Tally how many lines of these entries hold the string "SciScoreDocument". Return the number alone.

◆ Input material
══════

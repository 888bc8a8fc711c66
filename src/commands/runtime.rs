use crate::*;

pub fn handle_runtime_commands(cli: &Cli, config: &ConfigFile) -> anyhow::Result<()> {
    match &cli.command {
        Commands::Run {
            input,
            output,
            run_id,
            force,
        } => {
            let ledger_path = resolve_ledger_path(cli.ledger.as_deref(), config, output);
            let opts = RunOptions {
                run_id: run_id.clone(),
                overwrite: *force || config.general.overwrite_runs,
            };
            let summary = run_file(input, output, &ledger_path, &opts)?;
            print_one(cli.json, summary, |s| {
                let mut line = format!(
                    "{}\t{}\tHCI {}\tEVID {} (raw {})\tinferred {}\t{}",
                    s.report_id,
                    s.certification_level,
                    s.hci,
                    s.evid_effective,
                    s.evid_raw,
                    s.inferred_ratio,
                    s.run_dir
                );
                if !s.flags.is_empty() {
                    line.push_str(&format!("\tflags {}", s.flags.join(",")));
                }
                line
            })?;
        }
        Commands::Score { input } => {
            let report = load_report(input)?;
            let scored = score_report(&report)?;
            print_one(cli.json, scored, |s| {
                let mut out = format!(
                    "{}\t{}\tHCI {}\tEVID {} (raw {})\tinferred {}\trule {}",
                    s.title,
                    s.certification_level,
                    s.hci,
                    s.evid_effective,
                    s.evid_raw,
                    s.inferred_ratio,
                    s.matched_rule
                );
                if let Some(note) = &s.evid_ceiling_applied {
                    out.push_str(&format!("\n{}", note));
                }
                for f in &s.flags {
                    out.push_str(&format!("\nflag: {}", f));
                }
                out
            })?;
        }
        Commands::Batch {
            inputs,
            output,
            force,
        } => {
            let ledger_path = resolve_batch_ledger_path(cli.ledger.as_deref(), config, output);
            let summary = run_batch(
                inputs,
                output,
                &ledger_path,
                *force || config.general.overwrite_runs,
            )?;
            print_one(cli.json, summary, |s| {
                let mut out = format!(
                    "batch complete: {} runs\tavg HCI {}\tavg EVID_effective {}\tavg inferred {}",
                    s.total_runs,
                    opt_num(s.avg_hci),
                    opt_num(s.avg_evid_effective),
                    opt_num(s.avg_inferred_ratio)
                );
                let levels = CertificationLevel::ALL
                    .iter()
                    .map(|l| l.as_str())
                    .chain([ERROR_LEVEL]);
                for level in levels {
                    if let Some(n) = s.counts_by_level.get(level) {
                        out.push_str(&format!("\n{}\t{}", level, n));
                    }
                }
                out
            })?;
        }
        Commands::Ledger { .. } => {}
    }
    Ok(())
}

══════

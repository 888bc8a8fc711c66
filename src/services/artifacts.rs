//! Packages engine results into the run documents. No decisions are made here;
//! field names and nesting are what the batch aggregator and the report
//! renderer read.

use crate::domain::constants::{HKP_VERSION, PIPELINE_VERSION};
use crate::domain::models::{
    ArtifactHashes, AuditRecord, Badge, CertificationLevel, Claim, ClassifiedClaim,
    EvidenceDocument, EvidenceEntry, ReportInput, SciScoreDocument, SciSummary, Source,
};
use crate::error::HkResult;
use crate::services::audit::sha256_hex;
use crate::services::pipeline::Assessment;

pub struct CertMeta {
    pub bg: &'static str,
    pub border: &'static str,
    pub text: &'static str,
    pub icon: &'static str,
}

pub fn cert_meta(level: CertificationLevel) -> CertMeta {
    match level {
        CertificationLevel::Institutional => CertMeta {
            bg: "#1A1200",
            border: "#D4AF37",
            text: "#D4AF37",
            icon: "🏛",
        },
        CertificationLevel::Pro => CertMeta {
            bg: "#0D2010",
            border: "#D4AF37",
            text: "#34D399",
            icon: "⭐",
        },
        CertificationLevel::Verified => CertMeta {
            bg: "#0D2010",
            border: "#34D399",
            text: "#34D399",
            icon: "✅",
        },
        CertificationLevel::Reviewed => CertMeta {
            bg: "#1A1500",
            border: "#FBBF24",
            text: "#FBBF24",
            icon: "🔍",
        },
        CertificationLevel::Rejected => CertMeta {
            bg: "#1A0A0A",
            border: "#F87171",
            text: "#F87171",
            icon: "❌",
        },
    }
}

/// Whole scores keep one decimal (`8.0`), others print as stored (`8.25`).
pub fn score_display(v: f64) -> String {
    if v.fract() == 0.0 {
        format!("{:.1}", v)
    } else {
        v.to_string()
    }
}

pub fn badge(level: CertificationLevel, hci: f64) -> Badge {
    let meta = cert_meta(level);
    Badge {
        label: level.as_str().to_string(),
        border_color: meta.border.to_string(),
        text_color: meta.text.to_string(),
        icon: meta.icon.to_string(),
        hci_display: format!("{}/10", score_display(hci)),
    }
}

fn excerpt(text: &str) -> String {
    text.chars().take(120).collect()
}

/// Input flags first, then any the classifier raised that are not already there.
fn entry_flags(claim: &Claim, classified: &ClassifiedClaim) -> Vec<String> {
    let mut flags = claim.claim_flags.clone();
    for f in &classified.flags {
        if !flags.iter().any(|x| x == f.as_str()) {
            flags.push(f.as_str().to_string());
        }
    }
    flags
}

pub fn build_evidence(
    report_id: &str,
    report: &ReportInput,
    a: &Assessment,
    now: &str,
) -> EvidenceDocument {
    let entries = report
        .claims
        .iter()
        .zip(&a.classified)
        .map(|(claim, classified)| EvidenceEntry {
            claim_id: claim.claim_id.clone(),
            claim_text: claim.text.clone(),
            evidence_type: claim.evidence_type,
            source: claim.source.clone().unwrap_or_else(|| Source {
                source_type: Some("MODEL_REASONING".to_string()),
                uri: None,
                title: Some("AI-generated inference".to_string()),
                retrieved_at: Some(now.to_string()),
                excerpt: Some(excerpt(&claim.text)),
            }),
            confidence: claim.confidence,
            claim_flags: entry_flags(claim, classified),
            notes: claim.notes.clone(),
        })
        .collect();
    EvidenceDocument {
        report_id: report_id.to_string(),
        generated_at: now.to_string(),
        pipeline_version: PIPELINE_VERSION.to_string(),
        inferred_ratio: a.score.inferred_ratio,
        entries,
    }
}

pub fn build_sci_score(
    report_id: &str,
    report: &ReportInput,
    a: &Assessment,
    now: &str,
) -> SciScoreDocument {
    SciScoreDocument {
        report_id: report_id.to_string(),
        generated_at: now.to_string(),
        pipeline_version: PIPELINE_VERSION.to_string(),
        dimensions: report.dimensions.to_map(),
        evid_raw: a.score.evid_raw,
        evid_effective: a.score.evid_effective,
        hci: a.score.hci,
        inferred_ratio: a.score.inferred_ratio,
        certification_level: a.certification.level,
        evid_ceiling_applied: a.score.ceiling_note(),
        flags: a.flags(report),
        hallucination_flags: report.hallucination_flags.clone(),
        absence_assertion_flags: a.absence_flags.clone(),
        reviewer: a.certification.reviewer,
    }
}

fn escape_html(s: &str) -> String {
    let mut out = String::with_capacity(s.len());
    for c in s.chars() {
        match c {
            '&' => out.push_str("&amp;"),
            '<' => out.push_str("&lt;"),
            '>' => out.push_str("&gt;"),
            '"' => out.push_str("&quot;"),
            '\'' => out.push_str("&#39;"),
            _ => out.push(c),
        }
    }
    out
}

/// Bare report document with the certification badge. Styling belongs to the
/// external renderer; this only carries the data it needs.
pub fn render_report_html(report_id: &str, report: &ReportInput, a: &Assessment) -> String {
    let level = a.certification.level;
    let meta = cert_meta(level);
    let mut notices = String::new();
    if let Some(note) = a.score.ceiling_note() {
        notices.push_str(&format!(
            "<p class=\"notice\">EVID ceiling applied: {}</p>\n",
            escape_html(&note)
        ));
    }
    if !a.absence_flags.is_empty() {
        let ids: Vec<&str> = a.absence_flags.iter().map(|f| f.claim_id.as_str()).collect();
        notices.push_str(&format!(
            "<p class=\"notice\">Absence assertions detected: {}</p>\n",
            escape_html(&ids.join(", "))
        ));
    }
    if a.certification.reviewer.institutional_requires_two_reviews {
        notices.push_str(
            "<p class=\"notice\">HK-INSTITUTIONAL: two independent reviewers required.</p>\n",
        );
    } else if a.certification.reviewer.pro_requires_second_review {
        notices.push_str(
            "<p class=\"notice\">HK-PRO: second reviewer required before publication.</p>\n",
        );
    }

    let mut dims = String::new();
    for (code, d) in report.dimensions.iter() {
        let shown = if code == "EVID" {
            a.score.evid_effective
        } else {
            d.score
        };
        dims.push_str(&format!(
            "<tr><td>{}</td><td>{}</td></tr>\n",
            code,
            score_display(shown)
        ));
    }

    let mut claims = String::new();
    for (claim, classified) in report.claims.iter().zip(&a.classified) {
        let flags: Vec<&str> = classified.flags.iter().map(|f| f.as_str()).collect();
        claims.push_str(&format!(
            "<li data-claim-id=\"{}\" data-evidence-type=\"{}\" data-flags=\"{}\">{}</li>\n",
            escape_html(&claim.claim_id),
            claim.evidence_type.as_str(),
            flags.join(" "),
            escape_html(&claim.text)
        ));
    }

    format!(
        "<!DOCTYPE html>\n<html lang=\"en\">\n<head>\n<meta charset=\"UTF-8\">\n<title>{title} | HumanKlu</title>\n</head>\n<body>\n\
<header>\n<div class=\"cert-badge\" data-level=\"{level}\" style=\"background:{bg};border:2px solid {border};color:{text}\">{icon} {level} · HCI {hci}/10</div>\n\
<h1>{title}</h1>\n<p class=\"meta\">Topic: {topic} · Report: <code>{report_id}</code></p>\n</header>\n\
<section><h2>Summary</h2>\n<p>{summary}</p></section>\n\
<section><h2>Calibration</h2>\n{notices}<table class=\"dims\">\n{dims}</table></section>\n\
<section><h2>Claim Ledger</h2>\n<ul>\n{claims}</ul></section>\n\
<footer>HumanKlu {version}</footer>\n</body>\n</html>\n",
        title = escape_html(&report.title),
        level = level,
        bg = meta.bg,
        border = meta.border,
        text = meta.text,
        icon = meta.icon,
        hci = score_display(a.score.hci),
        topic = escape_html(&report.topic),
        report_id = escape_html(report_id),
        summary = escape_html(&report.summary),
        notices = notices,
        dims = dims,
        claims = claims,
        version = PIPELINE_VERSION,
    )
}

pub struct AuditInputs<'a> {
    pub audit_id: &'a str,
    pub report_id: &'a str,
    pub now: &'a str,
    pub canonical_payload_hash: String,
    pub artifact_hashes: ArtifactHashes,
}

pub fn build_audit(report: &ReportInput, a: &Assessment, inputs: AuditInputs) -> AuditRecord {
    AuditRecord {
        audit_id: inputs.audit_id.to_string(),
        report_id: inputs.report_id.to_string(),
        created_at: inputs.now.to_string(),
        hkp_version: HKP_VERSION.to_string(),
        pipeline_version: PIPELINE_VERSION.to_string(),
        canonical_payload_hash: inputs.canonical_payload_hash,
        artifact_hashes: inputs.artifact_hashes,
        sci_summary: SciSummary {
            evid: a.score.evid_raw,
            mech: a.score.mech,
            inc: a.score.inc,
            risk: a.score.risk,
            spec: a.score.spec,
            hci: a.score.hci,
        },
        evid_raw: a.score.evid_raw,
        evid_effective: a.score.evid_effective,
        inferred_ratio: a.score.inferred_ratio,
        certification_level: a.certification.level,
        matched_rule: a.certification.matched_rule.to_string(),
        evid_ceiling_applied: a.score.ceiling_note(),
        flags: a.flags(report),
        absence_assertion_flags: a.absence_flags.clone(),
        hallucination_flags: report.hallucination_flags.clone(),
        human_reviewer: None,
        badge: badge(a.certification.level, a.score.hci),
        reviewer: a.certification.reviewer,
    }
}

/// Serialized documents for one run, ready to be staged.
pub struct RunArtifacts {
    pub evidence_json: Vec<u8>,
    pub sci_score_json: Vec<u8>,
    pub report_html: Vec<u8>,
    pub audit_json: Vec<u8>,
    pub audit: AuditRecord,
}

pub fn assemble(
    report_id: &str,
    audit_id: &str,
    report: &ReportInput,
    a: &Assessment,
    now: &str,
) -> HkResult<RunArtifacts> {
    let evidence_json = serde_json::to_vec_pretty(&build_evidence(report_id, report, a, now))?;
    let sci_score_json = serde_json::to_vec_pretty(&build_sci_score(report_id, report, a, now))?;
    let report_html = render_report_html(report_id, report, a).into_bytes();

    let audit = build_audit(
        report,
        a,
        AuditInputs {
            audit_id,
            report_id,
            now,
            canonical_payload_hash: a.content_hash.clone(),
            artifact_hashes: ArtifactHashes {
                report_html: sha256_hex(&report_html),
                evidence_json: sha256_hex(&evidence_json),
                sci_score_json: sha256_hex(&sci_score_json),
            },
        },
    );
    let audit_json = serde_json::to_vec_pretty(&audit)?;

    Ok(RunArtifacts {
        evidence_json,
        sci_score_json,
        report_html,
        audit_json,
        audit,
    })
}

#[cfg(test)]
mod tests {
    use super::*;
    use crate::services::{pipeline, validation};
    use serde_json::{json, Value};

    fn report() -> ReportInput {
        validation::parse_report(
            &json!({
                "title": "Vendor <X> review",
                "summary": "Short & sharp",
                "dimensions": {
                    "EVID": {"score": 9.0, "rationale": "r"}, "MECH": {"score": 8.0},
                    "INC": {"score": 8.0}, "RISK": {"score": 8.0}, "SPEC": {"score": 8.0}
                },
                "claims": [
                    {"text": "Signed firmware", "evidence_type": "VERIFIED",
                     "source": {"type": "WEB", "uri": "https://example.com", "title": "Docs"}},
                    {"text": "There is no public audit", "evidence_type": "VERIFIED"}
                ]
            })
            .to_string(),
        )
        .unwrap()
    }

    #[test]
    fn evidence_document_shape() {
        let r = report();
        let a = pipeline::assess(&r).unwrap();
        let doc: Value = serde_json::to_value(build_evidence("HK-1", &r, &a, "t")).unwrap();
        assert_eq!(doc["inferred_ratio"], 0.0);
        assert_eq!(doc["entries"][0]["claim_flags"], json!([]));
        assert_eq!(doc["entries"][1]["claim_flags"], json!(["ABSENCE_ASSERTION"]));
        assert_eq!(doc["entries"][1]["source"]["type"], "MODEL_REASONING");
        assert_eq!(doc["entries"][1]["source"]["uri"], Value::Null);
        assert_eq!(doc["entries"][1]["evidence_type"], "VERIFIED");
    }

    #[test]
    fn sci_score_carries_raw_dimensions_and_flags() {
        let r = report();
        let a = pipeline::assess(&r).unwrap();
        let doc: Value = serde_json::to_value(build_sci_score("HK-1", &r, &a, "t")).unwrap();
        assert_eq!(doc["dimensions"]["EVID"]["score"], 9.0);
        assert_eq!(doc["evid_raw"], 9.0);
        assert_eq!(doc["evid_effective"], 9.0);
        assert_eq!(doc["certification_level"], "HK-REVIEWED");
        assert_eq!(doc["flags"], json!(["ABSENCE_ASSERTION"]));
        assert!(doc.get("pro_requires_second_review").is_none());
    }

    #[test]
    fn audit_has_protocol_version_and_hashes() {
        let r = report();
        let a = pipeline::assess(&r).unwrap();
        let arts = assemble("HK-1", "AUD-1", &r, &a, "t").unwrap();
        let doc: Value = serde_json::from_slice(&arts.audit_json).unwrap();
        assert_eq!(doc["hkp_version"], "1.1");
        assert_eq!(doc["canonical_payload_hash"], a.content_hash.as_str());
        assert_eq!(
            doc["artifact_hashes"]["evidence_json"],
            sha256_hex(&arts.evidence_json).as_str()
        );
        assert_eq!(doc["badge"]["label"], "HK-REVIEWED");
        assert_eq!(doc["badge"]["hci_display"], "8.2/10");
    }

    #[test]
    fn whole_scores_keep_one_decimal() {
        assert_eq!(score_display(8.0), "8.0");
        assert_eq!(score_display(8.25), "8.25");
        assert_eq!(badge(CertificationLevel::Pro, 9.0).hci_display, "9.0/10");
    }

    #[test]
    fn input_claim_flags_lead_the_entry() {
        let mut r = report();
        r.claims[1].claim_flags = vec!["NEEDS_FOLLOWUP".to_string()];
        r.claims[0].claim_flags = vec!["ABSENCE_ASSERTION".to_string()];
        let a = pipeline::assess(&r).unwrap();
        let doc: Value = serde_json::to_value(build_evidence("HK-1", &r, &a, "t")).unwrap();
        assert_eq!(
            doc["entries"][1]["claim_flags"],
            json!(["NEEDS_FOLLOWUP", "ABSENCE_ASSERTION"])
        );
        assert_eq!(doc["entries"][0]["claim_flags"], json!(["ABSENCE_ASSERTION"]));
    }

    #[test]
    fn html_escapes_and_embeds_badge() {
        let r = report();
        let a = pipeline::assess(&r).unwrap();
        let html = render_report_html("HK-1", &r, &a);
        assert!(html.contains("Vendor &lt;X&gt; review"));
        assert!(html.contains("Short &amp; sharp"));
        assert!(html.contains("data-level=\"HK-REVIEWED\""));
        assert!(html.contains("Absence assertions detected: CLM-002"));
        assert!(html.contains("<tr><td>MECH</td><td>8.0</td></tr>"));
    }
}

══════

◆ Solution
3